Save Big With Energy Star Refrigerators and Government Appliance Rebate!

Refrigerators and freezers consume considerable electricity. In fact, next to an air conditioner or pool pump, a refrigerator is often a home’s heaviest electricity user. The recent government appliance rebate program will give purchasers of home appliances an opportunity to not only save energy, but receive up to a $200 rebate starting October 2009. A brand new Energy Star refrigerator will often pay for itself in a few years through energy savings. Did you know? Many refrigerators manufactured before 1993 can cost more than $100 per year in electricity—twice as much as a new ENERGY STAR qualified model. And fridges from the 1970s cost four times more to operate.

Whether or not you are able to afford a new energy efficient refrigerator now or later, you can take advantage of the following tips and tricks to boost efficiency:

·         Lower the temperature of the freezer, and raise that of the refrigerator. You can keep the freezer as cold as 0 degrees F, but it may take a long time to thaw foods. Keep the refrigerator at 38 degrees F or colder (any warmer will allow foods to spoil). You can check temperatures by placing a thermometer between frozen food items in the freezer or in a glass of water in the refrigerator for 24 hours.

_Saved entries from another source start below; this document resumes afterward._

//! Document concatenation.
//!
//! Appends the pages of each source after the previous one by remapping
//! object IDs with a running offset and rewriting the destination page
//! tree. Sources carry a display name so a failure can say which input
//! broke.

use std::collections::BTreeMap;

use lopdf::{Document, Object, ObjectId};

use crate::PdfError;

/// Merge the given `(name, bytes)` sources into a single PDF, pages in
/// source order.
///
/// An empty source list is an error; a single source is returned
/// unchanged.
pub fn merge_documents(sources: &[(String, Vec<u8>)]) -> Result<Vec<u8>, PdfError> {
    let mut iter = sources.iter();
    let Some((first_name, first_bytes)) = iter.next() else {
        return Err(PdfError::Parse("no documents to merge".into()));
    };
    if sources.len() == 1 {
        return Ok(first_bytes.clone());
    }

    let mut dest = load_source(first_name, first_bytes)?;
    let mut dest_max_id = dest.max_id;
    let mut page_refs = page_references(&dest);

    for (name, bytes) in iter {
        let source = load_source(name, bytes)?;
        let source_pages = page_references(&source);
        let id_offset = dest_max_id;

        let mut remapped = BTreeMap::new();
        for (old_id, object) in source.objects.into_iter() {
            remapped.insert(
                (old_id.0 + id_offset, old_id.1),
                shift_references(object, id_offset),
            );
        }
        dest.objects.extend(remapped);

        for page_id in source_pages {
            page_refs.push((page_id.0 + id_offset, page_id.1));
        }

        dest_max_id = (source.max_id + id_offset).max(dest_max_id);
    }

    rewrite_page_tree(&mut dest, page_refs)?;
    dest.max_id = dest_max_id;
    dest.compress();

    let mut buffer = Vec::new();
    dest.save_to(&mut buffer)
        .map_err(|e| PdfError::Save(format!("failed to save merged PDF: {e}")))?;
    Ok(buffer)
}

fn load_source(name: &str, bytes: &[u8]) -> Result<Document, PdfError> {
    let doc = Document::load_mem(bytes)
        .map_err(|e| PdfError::Parse(format!("failed to load '{name}': {e}")))?;
    if doc.is_encrypted() {
        return Err(PdfError::Encrypted);
    }
    Ok(doc)
}

/// Page object IDs in page order.
fn page_references(doc: &Document) -> Vec<ObjectId> {
    doc.get_pages().values().copied().collect()
}

/// Recursively shift every object reference by `offset`.
fn shift_references(obj: Object, offset: u32) -> Object {
    match obj {
        Object::Reference(id) => Object::Reference((id.0 + offset, id.1)),
        Object::Array(arr) => Object::Array(
            arr.into_iter()
                .map(|o| shift_references(o, offset))
                .collect(),
        ),
        Object::Dictionary(mut dict) => {
            for (_, value) in dict.iter_mut() {
                *value = shift_references(value.clone(), offset);
            }
            Object::Dictionary(dict)
        }
        Object::Stream(mut stream) => {
            for (_, value) in stream.dict.iter_mut() {
                *value = shift_references(value.clone(), offset);
            }
            Object::Stream(stream)
        }
        other => other,
    }
}

/// Point the root Pages node at the combined page list.
fn rewrite_page_tree(doc: &mut Document, page_refs: Vec<ObjectId>) -> Result<(), PdfError> {
    let catalog_id = doc
        .trailer
        .get(b"Root")
        .ok()
        .and_then(|obj| obj.as_reference().ok())
        .ok_or_else(|| PdfError::Parse("no Root reference in trailer".into()))?;

    let pages_id = doc
        .objects
        .get(&catalog_id)
        .and_then(|obj| obj.as_dict().ok())
        .and_then(|dict| dict.get(b"Pages").ok())
        .and_then(|obj| obj.as_reference().ok())
        .ok_or_else(|| PdfError::Parse("catalog has no Pages reference".into()))?;

    match doc.objects.get_mut(&pages_id) {
        Some(Object::Dictionary(pages_dict)) => {
            let count = page_refs.len() as i64;
            let kids: Vec<Object> = page_refs.into_iter().map(Object::Reference).collect();
            pages_dict.set("Kids", Object::Array(kids));
            pages_dict.set("Count", Object::Integer(count));
            Ok(())
        }
        _ => Err(PdfError::Parse("invalid Pages dictionary".into())),
    }
}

·         Give your refrigerator some space. Maintaining about 2 inches of space around your refrigerator allows enough room for heat generated by the condenser coils and compressor to escape. This means your appliance will not have to work as hard to keep cool.

·         Position your refrigerator as far away from significant heat sources as possible. This includes direct sunlight and heat vents, as well as heat-generating appliances such as stoves and ovens.

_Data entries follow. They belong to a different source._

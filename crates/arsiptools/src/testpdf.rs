//! Test fixtures: tiny synthesized PDFs with known text.

use lopdf::{Dictionary, Document, Object, Stream};

/// Build a PDF with one page per entry in `pages`; each page shows its
/// text at (72, 700) in a size-12 font.
pub fn pdf_with_pages(pages: &[&str]) -> Vec<u8> {
    let mut doc = Document::with_version("1.5");
    let pages_id = doc.new_object_id();

    let mut kids = Vec::new();
    for text in pages {
        let content = format!("BT /F1 12 Tf 72 700 Td ({text}) Tj ET");
        let content_id = doc.add_object(Object::Stream(Stream::new(
            Dictionary::new(),
            content.into_bytes(),
        )));

        let mut page_dict = Dictionary::new();
        page_dict.set("Type", Object::Name(b"Page".to_vec()));
        page_dict.set("Parent", Object::Reference(pages_id));
        page_dict.set("Contents", Object::Reference(content_id));
        page_dict.set(
            "MediaBox",
            Object::Array(vec![
                Object::Integer(0),
                Object::Integer(0),
                Object::Integer(612),
                Object::Integer(792),
            ]),
        );
        kids.push(Object::Reference(doc.add_object(Object::Dictionary(page_dict))));
    }

    let mut pages_dict = Dictionary::new();
    pages_dict.set("Type", Object::Name(b"Pages".to_vec()));
    pages_dict.set("Count", Object::Integer(pages.len() as i64));
    pages_dict.set("Kids", Object::Array(kids));
    doc.objects.insert(pages_id, Object::Dictionary(pages_dict));

    let mut catalog = Dictionary::new();
    catalog.set("Type", Object::Name(b"Catalog".to_vec()));
    catalog.set("Pages", Object::Reference(pages_id));
    let catalog_id = doc.add_object(Object::Dictionary(catalog));
    doc.trailer.set("Root", Object::Reference(catalog_id));

    let mut buffer = Vec::new();
    doc.save_to(&mut buffer).unwrap();
    buffer
}

/// One-page PDF showing `text`.
pub fn pdf_with_text(text: &str) -> Vec<u8> {
    pdf_with_pages(&[text])
}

·         Keep the refrigerator and freezer doors closed as much as possible. Of course, the “don’t stand with the refrigerator door open” rule has been around as long as refrigerators, but now it is more important than ever. The cold air that escapes when the door is opened is replaced by warm air that must be cooled all over again.

·         Be sure the refrigerator and freezer doors seal tightly. You can test the seal by closing the door on a piece of paper. If you’re able to remove it easily with the door closed, it’s probably time to replace the rubber gasket around the door’s perimeter or adjust the door.

·         Don’t over-stuff your refrigerator. A full refrigerator has to work harder to stay cool than a moderately full one.

In the end purchasing a new refrigerator will pay for itself overtime, and you can use the energy and money savings towards something else you have planned such as purchasing that new energy star television. Just like the “cash for clunkers” automobile program we don’t know how long the government appliance rebate  “cash for refrigerators” program will last . Don’t be left out!